吉光は「海外市場向けに変な格好の忍者を出したい」という考えから後から追加されたキャラクターで、元々の8人目のプレイヤーキャラクターはワンだった。しかし吉光のデザインやキャラクター性がなかなか纏まらずに、発売前のAMショーにも実装が間に合わなかったため、AMショーでは吉光の代わりにワンがプレイヤーキャラクターとして紹介された(イメージボードのみ)。
ジャックは当初の設定はアメリカの軍人だったが、体のバランスが悪くロボットにしか見えないのでロボットの設定にされた。ミシェールは元々は中国人キャラクターだったが、インディアンのコスプレをした内田有紀のグラビアにインスパイアされてネイティブアメリカンにデザインされ直した。ニーナは元々は古武術使いの日本人キャラクターだったが、主人公が日本人になったことからバランス調整で外国人に変更された[5]。
巌竜はアーケード版でも元々は廻しを締めていたが、角度によって廻しのポリゴン欠けがちらちら発生して卑猥に見えたため海パンに改められた。その後のPlayStation版では、ある程度ポリゴン欠けが改修されたので廻しに戻されている。元々はプレイヤーが使用できるキャラクターだった。

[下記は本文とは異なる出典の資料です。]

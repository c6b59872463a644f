mod dashboard;
mod listener;
mod middleware;
mod router;
mod server;

pub use listener::bind_listener;
pub use middleware::REQUEST_ID_HEADER;
pub use router::app_router;
pub use server::{serve_http, serve_on};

1984年のMSX用ソフト『パックマン』を皮切りに1995年まで、当時のナムコはコンシューマーゲーム(パソコン・家庭用ビデオゲーム機)用ソフトのブランドとして「ナムコット(namcot)」を使用していた。本作のPlayStation版発売を最後に、10月20日発売のゲームギア用ソフト『ギアスタジアム平成版』を除き、原則「namco」ブランドに切り替えた。
アーケード版では通常、中ボスや平八をキャラクター選択画面で見ることはないが、基板の設定が「コンティニュー時にキャラクターの選択が可能」になっていれば、中ボスもしくは平八でゲームオーバーになり、コンティニューをした際にキャラクター選択画面の対戦相手側に表示される。
初期の海外のゲーム雑誌では「RAVE WAR」というタイトルで紹介されていた。『鉄拳』のパンフレットに "Tekken, Lord of the Rave War."と書かれているのはその名残り。また関連性は不明だが、同社ナムコが1992年にアーケードで発売したシューティングゲーム『F/A』のBGMにも、「Rave War」というタイトルの楽曲があり、同じくナムコが1993年に発売したアーケード版『リッジレーサー』の自車にも、「RAVE WAR」の文字がマーキングされている。
オプション設定で連勝数表示をフルーツにすると25連勝目でスペシャルフラッグが表示され、次の対戦に限り規定ラウンド数が1ラウンド追加される。